PROLOG
Gelegar guntur yang kencang dan bersahut-sahutan membuat Tony Hawthorne terlonjak. Dia sedang tidur di kabin kapal ketika guntur berikutnya meledak seperti tepat di telinganya. Beberapa detik setelah itu, tetesan hujan pertama yang besar jatuh ke atas permukaan laut.
Ombak besar bergulung-gulung, membuat kapal terombang ambing. Menggunakan jas pria keluaran terbaru Dior, Tony bangun dari tempat tidurnya dan naik ke geladak. Namun dia menyadari, dia sendirian di sana. Tidak ada siapa pun selain dirinya, dan dia berada di tengah-tengah lautan.
Badai menerjang dengan kekuatan penuh. Angin bertiup dengan kecepatan 270 km/jam, membuat kapal terbalik dan tubuh Tony jatuh kedalam perairan. Lautan yang bergolak-golak dan angin yang kencang membuat Tony tidak bisa menyelamatkan diri. Walau dia terus memeluk pecahan kayu dari badan kapal, dia terus diseret masuk ke dalam lautan, seolah lautan sedang berusaha menelannya hidup-hidup.
Dia tidak pandai berenang, dan hanya butuh beberapa menit saja, tubuhnya benar-benar menghilang dari permukaan air.
BAB SATU
Isabelle Leah Hawthorne terkenal di kalangan mahasiswa Harvard Business Scholl karena penampilannya yang supel namun menawan. Menjadi salah satu putri miliarder Tony Hawthorne memberinya privilege, dan semua orang mempermudah langkahnya dalam hal apa pun.
Namun bukan itu saja yang menarik. Dengan tingginya yang hanya 165 senti, cukup pendek untuk teman-temannya, dia tetap tampil mencolok. Rambut keemasan yang lebat, kulit seputih susu yang membuat beberapa freckless di wajahnya terlihat lebih cantik, juga bobot tubuhnya yang sempurna, adalah nilai plus bagi seorang Isabelle.
Pembawaan Isabelle yang tenang dan nyaris tak pernah membawa embel-embel nama Hawthorne di belakang namanya menjadikannya disukai banyak orang. Namun dia juga memiliki kekurangan lain, yaitu tidak pernah menerima ajakan pria mana pun. Selain cantik, Isabelle juga dikenal sebagai gadis yang suka mematahkan perasaan pria di kampusnya.

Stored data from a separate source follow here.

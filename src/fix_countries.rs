use std::collections::BTreeSet;

use anyhow::{Context, Result};
use indexmap::IndexMap;
use serde_json::json;
use tracing::{info, warn};

use crate::club_country::ClubCountryResolver;
use crate::config;
use crate::store::{Query, RecordStore, fetch_all, patch_ids_in_batches, row_id, str_field};

const TABLE: &str = "career_entries";

#[derive(Debug, Clone, Copy, PartialEq, Eq)]
pub struct FixCountriesOptions {
    pub page_size: usize,
    pub batch_size: usize,
}

impl Default for FixCountriesOptions {
    fn default() -> Self {
        Self {
            page_size: 1000,
            batch_size: 100,
        }
    }
}

impl FixCountriesOptions {
    pub fn from_env() -> Self {
        Self {
            page_size: config::page_size(),
            batch_size: config::patch_batch_size(),
        }
    }
}

#[derive(Debug, Clone, Default, PartialEq, Eq)]
pub struct CountryGroup {
    pub code: String,
    pub flag: String,
    pub entries: usize,
}

#[derive(Debug, Clone, Default, PartialEq, Eq)]
pub struct FixCountriesSummary {
    pub fetched: usize,
    pub updated: usize,
    pub failed: usize,
    pub groups: Vec<CountryGroup>,
    /// Distinct club names nothing matched, sorted.
    pub unmatched: Vec<String>,
}

/// Fills `country_code`/`country_flag` on career entries that have an empty
/// code. Entries are grouped by resolved country and patched by id batch.
pub fn run(
    store: &dyn RecordStore,
    resolver: &ClubCountryResolver,
    opts: FixCountriesOptions,
) -> Result<FixCountriesSummary> {
    info!("Fetching career entries with missing country codes...");
    let query = Query::new()
        .select("id,club")
        .eq("country_code", "")
        .order_asc("id");
    let rows = fetch_all(store, TABLE, &query, opts.page_size)
        .context("failed fetching career entries")?;
    info!("Found {} entries with missing country codes", rows.len());

    let mut by_country: IndexMap<(String, String), Vec<String>> = IndexMap::new();
    let mut unmatched = BTreeSet::new();
    for row in &rows {
        let Some(id) = row_id(row) else {
            warn!("career entry without id skipped");
            continue;
        };
        let club = str_field(row, "club").unwrap_or_default();
        let resolution = resolver.resolve(club);
        if resolution.is_resolved() {
            by_country
                .entry((resolution.code, resolution.flag))
                .or_default()
                .push(id);
        } else {
            unmatched.insert(club.to_string());
        }
    }

    let mut summary = FixCountriesSummary {
        fetched: rows.len(),
        ..FixCountriesSummary::default()
    };
    for ((code, flag), ids) in by_country {
        info!("Updating {} entries with country {code} {flag}...", ids.len());
        let body = json!({ "country_code": code, "country_flag": flag });
        let outcome = patch_ids_in_batches(store, TABLE, &ids, opts.batch_size, &body);
        summary.updated += outcome.updated;
        summary.failed += outcome.failed;
        summary.groups.push(CountryGroup {
            code,
            flag,
            entries: ids.len(),
        });
    }
    summary.unmatched = unmatched.into_iter().collect();
    Ok(summary)
}
use anyhow::Result;
use tracing::{error, info};

use career_quiz_pipeline::flags::FlagTable;
use career_quiz_pipeline::rest_store::RestStore;
use career_quiz_pipeline::update_nationalities::{self, UpdateOptions};
use career_quiz_pipeline::wiki::WikiClient;
use career_quiz_pipeline::{config, logging};

const NATIONALITY_DELAY_MS: u64 = 300;

// `test` writes the first 5 players, `dry` looks up 20 without writing.
fn main() -> Result<()> {
    config::load_env();
    logging::init();
    let store = match RestStore::from_env() {
        Ok(store) => store,
        Err(err) => {
            error!("{err:#}");
            std::process::exit(1);
        }
    };

    let mut opts = UpdateOptions {
        delay: config::request_delay(NATIONALITY_DELAY_MS),
        ..UpdateOptions::default()
    };
    match std::env::args().nth(1).as_deref() {
        Some("test") => opts.limit = Some(5),
        Some("dry") => {
            opts.dry_run = true;
            opts.limit = Some(20);
        }
        _ => {}
    }

    info!("=== Updating Player Nationalities ===");
    let summary =
        update_nationalities::run(&store, &WikiClient::new(), FlagTable::builtin_ref(), &opts)?;

    let after = summary.after;
    println!("=== Done ===");
    println!("Candidates: {}", summary.candidates);
    if opts.dry_run {
        println!("Would update: {}", summary.would_update);
    }
    println!("Updated: {}, Failed: {}", summary.updated, summary.failed);
    println!(
        "Final coverage: {}/{} ({:.1}%)",
        after.with_nationality,
        after.total,
        after.percent()
    );
    if after.reached_target() {
        println!("Target reached! Coverage is at 80% or above.");
    } else {
        println!(
            "Still need {} more players to reach 80%",
            after.missing_to_target()
        );
    }
    Ok(())
}
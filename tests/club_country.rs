use career_quiz_pipeline::club_country::{ClubCountryResolver, ClubTable, Resolution};
use career_quiz_pipeline::flags::FlagTable;

fn synthetic() -> ClubCountryResolver {
    let clubs = ClubTable::from_pairs([
        ("Barcelona", "ES"),
        ("Manchester United", "EN"),
        ("United", "US"),
        ("Juventus", "IT"),
        ("Ajax", "NL"),
        ("Ajax Cape Town", "ZA"),
        ("Celtic", "SC"),
    ]);
    ClubCountryResolver::new(clubs, FlagTable::builtin())
}

fn code(resolver: &ClubCountryResolver, club: &str) -> String {
    resolver.resolve(club).code
}

#[test]
fn empty_input_is_unresolved() {
    let resolver = synthetic();
    assert_eq!(resolver.resolve(""), Resolution::unresolved());
    assert!(!resolver.resolve("").is_resolved());
}

#[test]
fn blank_input_follows_the_substring_rule() {
    // A single space sits inside the first multi-word key.
    let resolver = synthetic();
    assert_eq!(code(&resolver, " "), "EN");
    // No key contains three spaces in a row.
    assert_eq!(resolver.resolve("   "), Resolution::unresolved());

    let small = ClubCountryResolver::new(
        ClubTable::from_pairs([
            ("Arsenal", "EN"),
            ("Manchester United", "EN"),
            ("Real Madrid", "ES"),
        ]),
        FlagTable::builtin(),
    );
    assert_eq!(code(&small, " "), "EN");
    assert_eq!(code(&ClubCountryResolver::builtin(), " "), "EN");
}

#[test]
fn exact_key_wins_over_earlier_partial_match() {
    let resolver = synthetic();
    // "Ajax" is earlier and a substring, but the exact key decides.
    assert_eq!(code(&resolver, "Ajax Cape Town"), "ZA");
    // "United" is a key of its own, even though "Manchester United" contains it.
    assert_eq!(code(&resolver, "United"), "US");
}

#[test]
fn every_key_resolves_to_its_own_code() {
    let resolver = synthetic();
    for (name, expected) in resolver.clubs().iter() {
        assert_eq!(resolver.resolve_code(name), Some(expected), "{name}");
    }
}

#[test]
fn first_entry_in_table_order_breaks_ties() {
    let resolver = synthetic();
    // Contains both "Manchester United" (earlier) and "United" (later).
    assert_eq!(code(&resolver, "Manchester United Women"), "EN");
    // Contains "Ajax" (earlier) and is not "Ajax Cape Town".
    assert_eq!(code(&resolver, "Ajax Amateurs Cape Town"), "NL");

    let reordered = ClubCountryResolver::new(
        ClubTable::from_pairs([("United", "US"), ("Manchester United", "EN")]),
        FlagTable::builtin(),
    );
    assert_eq!(code(&reordered, "Manchester United Women"), "US");
}

#[test]
fn matching_ignores_case() {
    let resolver = synthetic();
    for name in ["Juventus", "JUVENTUS", "juventus", "jUvEnTuS"] {
        assert_eq!(code(&resolver, name), "IT", "{name}");
    }
}

#[test]
fn substring_match_works_in_both_directions() {
    let resolver = synthetic();
    // Known key inside a longer query.
    assert_eq!(code(&resolver, "FC Barcelona B"), "ES");
    // Query inside a known key.
    assert_eq!(code(&resolver, "Barce"), "ES");
    assert_eq!(code(&resolver, "celona"), "ES");
}

#[test]
fn unknown_club_is_unresolved() {
    let resolver = synthetic();
    let resolution = resolver.resolve("Some Obscure Village FC");
    assert_eq!(resolution.code, "");
    assert_eq!(resolution.flag, "");
}

#[test]
fn resolving_is_repeatable() {
    let resolver = synthetic();
    let first = resolver.resolve("Manchester United Reserves");
    let second = resolver.resolve("Manchester United Reserves");
    assert_eq!(first, second);
}

#[test]
fn flag_comes_from_injected_table() {
    let clubs = ClubTable::from_pairs([("Atlantis FC", "AQ")]);
    let resolver = ClubCountryResolver::new(clubs.clone(), FlagTable::builtin());
    let resolution = resolver.resolve("Atlantis FC");
    assert_eq!(resolution.code, "AQ");
    assert_eq!(resolution.flag, "");
    assert_eq!(resolver.codes_without_flag(), vec!["AQ"]);

    let mut flags = FlagTable::builtin();
    flags.insert("AQ", "\u{1F1E6}\u{1F1F6}");
    let resolver = ClubCountryResolver::new(clubs, flags);
    assert_eq!(resolver.resolve("Atlantis FC").flag, "\u{1F1E6}\u{1F1F6}");
    assert!(resolver.codes_without_flag().is_empty());
}

#[test]
fn bundled_table_examples() {
    let resolver = ClubCountryResolver::builtin();
    let england = FlagTable::builtin().flag("EN").map(str::to_string);

    let man_utd = resolver.resolve("Manchester United");
    assert_eq!(man_utd.code, "EN");
    assert_eq!(Some(man_utd.flag), england);

    let cases = [
        ("MANCHESTER UNITED", "EN"),
        ("manchester united", "EN"),
        ("FC Barcelona", "ES"),
        ("Barcelona B", "ES"),
        ("Real Madrid Castilla", "ES"),
        ("Juventus U19", "IT"),
        ("Borussia Dortmund II", "DE"),
        ("Bayern", "DE"),
        ("Sporting", "PT"),
        ("Olympique de Marseille", "FR"),
        ("Paris Saint-Germain F.C.", "FR"),
        ("AFC Ajax", "NL"),
        ("Celtic", "SC"),
        ("Inter Miami", "US"),
    ];
    for (club, expected) in cases {
        assert_eq!(code(&resolver, club), expected, "{club}");
    }
    assert!(!resolver.resolve("Xyzzy Qwerty").is_resolved());
}

#[test]
fn short_bundled_keys_capture_unrelated_names() {
    // Two-letter abbreviations such as "OM" match inside longer names, so
    // this made-up club lands in France. Kept as-is for deployed data.
    let resolver = ClubCountryResolver::builtin();
    assert_eq!(code(&resolver, "Some Obscure Village FC"), "FR");
}

#[test]
fn bundled_table_parses_every_row() {
    assert_eq!(ClubTable::builtin().len(), 3832);
}

#[test]
fn bundled_table_keeps_definition_order() {
    let resolver = ClubCountryResolver::builtin();
    let first = resolver
        .clubs()
        .iter()
        .take(4)
        .map(|(name, _)| name)
        .collect::<Vec<_>>();
    assert_eq!(first, vec!["Arsenal", "Chelsea", "Liverpool", "Manchester United"]);
}

#[test]
fn every_bundled_code_has_a_flag() {
    let resolver = ClubCountryResolver::builtin();
    assert!(
        resolver.codes_without_flag().is_empty(),
        "{:?}",
        resolver.codes_without_flag()
    );
}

Siang itu cukup cerah, Miss Cory Clayton memanggil Isabelle secara khusus ke kantornya. Isabelle berpikir Miss Cory akan membahas tentang ayahnya lagi –karena wanita paruh baya itu selalu terobsesi menjadi istri ayahnya-. Dengan enggan, Isabelle masuk ke dalam ruangannya.

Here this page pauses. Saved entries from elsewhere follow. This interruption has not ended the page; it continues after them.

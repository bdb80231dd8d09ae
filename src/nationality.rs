use std::collections::HashMap;

use once_cell::sync::Lazy;

#[derive(Debug, Clone, Copy, PartialEq, Eq)]
pub struct Country {
    pub name: &'static str,
    pub code: &'static str,
}

/// Wikidata country item -> (display name, code). Home nations keep their
/// football codes (EN, SC, WA, NI) rather than GB.
const WIKIDATA_COUNTRIES: &[(&str, &str, &str)] = &[
    ("Q142", "France", "FR"),
    ("Q183", "Germany", "DE"),
    ("Q38", "Italy", "IT"),
    ("Q29", "Spain", "ES"),
    ("Q145", "United Kingdom", "GB"),
    ("Q21", "England", "EN"),
    ("Q22", "Scotland", "SC"),
    ("Q25", "Wales", "WA"),
    ("Q26", "Northern Ireland", "NI"),
    ("Q45", "Portugal", "PT"),
    ("Q55", "Netherlands", "NL"),
    ("Q31", "Belgium", "BE"),
    ("Q155", "Brazil", "BR"),
    ("Q414", "Argentina", "AR"),
    ("Q717", "Venezuela", "VE"),
    ("Q298", "Chile", "CL"),
    ("Q733", "Paraguay", "PY"),
    ("Q77", "Uruguay", "UY"),
    ("Q736", "Ecuador", "EC"),
    ("Q419", "Peru", "PE"),
    ("Q739", "Colombia", "CO"),
    ("Q96", "Mexico", "MX"),
    ("Q30", "United States", "US"),
    ("Q16", "Canada", "CA"),
    ("Q43", "Turkey", "TR"),
    ("Q159", "Russia", "RU"),
    ("Q212", "Ukraine", "UA"),
    ("Q36", "Poland", "PL"),
    ("Q34", "Sweden", "SE"),
    ("Q35", "Denmark", "DK"),
    ("Q20", "Norway", "NO"),
    ("Q33", "Finland", "FI"),
    ("Q39", "Switzerland", "CH"),
    ("Q40", "Austria", "AT"),
    ("Q41", "Greece", "GR"),
    ("Q224", "Croatia", "HR"),
    ("Q403", "Serbia", "RS"),
    ("Q225", "Bosnia and Herzegovina", "BA"),
    ("Q221", "North Macedonia", "MK"),
    ("Q229", "Cyprus", "CY"),
    ("Q222", "Albania", "AL"),
    ("Q1246", "Kosovo", "XK"),
    ("Q236", "Montenegro", "ME"),
    ("Q227", "Azerbaijan", "AZ"),
    ("Q399", "Armenia", "AM"),
    ("Q230", "Georgia", "GE"),
    ("Q37", "Lithuania", "LT"),
    ("Q211", "Latvia", "LV"),
    ("Q191", "Estonia", "EE"),
    ("Q184", "Belarus", "BY"),
    ("Q28", "Hungary", "HU"),
    ("Q218", "Romania", "RO"),
    ("Q219", "Bulgaria", "BG"),
    ("Q213", "Czech Republic", "CZ"),
    ("Q214", "Slovakia", "SK"),
    ("Q215", "Slovenia", "SI"),
    ("Q851", "Saudi Arabia", "SA"),
    ("Q878", "United Arab Emirates", "AE"),
    ("Q846", "Qatar", "QA"),
    ("Q817", "Kuwait", "KW"),
    ("Q148", "China", "CN"),
    ("Q17", "Japan", "JP"),
    ("Q884", "South Korea", "KR"),
    ("Q408", "Australia", "AU"),
    ("Q664", "New Zealand", "NZ"),
    ("Q79", "Egypt", "EG"),
    ("Q1028", "Morocco", "MA"),
    ("Q262", "Algeria", "DZ"),
    ("Q948", "Tunisia", "TN"),
    ("Q1029", "Senegal", "SN"),
    ("Q1008", "Ivory Coast", "CI"),
    ("Q1009", "Cameroon", "CM"),
    ("Q1030", "Nigeria", "NG"),
    ("Q1005", "Gambia", "GM"),
    ("Q1006", "Guinea", "GN"),
    ("Q1007", "Mali", "ML"),
    ("Q912", "Ghana", "GH"),
    ("Q258", "South Africa", "ZA"),
    ("Q954", "Zimbabwe", "ZW"),
    ("Q1033", "Niger", "NE"),
    ("Q929", "Central African Republic", "CF"),
    ("Q974", "DR Congo", "CD"),
    ("Q114", "Kenya", "KE"),
    ("Q115", "Ethiopia", "ET"),
    ("Q794", "Iran", "IR"),
    ("Q796", "Iraq", "IQ"),
    ("Q801", "Israel", "IL"),
    ("Q810", "Jordan", "JO"),
    ("Q805", "Yemen", "YE"),
    ("Q668", "India", "IN"),
    ("Q252", "Indonesia", "ID"),
    ("Q869", "Thailand", "TH"),
    ("Q833", "Malaysia", "MY"),
    ("Q928", "Philippines", "PH"),
    ("Q881", "Vietnam", "VN"),
    ("Q334", "Singapore", "SG"),
    ("Q574", "East Timor", "TL"),
    ("Q424", "Cambodia", "KH"),
    ("Q836", "Myanmar", "MM"),
    ("Q27", "Ireland", "IE"),
    ("Q189", "Iceland", "IS"),
    ("Q32", "Luxembourg", "LU"),
    ("Q233", "Malta", "MT"),
];

// Nationality names stored without a code. The codes are ISO 3166-1 here, so
// SC means Seychelles and flags come from regional indicators, not the
// football table.
const NATIONALITY_NAME_FIXES: &[(&str, &str)] = &[
    ("Kingdom of Denmark", "DK"),
    ("Kingdom of the Netherlands", "NL"),
    ("Lebanon", "LB"),
    ("Pakistan", "PK"),
    ("Senegal", "SN"),
    ("Seychelles", "SC"),
    ("Trinidad and Tobago", "TT"),
    ("Zambia", "ZM"),
    ("Antigua and Barbuda", "AG"),
    ("Costa Rica", "CR"),
    ("Ghana", "GH"),
    ("Honduras", "HN"),
    ("Jamaica", "JM"),
];

static BY_QID: Lazy<HashMap<&'static str, Country>> = Lazy::new(|| {
    WIKIDATA_COUNTRIES
        .iter()
        .map(|(qid, name, code)| {
            (
                *qid,
                Country {
                    name: *name,
                    code: *code,
                },
            )
        })
        .collect()
});

pub fn country_for_qid(qid: &str) -> Option<Country> {
    BY_QID.get(qid).copied()
}

pub fn code_for_nationality_name(name: &str) -> Option<&'static str> {
    NATIONALITY_NAME_FIXES
        .iter()
        .find(|(long_name, _)| *long_name == name)
        .map(|(_, code)| *code)
}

“Ada yang perlu, Miss Cory?” tanya Isabelle ramah.
Miss Cory biasanya akan berbasa-basi, menyodorkan teh dan menuangnya langsung pada Isabelle, atau memberikannya snack yang dia bawa dari perjalanan bisnisnya ke luar kota. Tapi kali ini, wajah Miss Cory mendadak muram, berbanding terbalik dengan cuaca cerah di luar sana.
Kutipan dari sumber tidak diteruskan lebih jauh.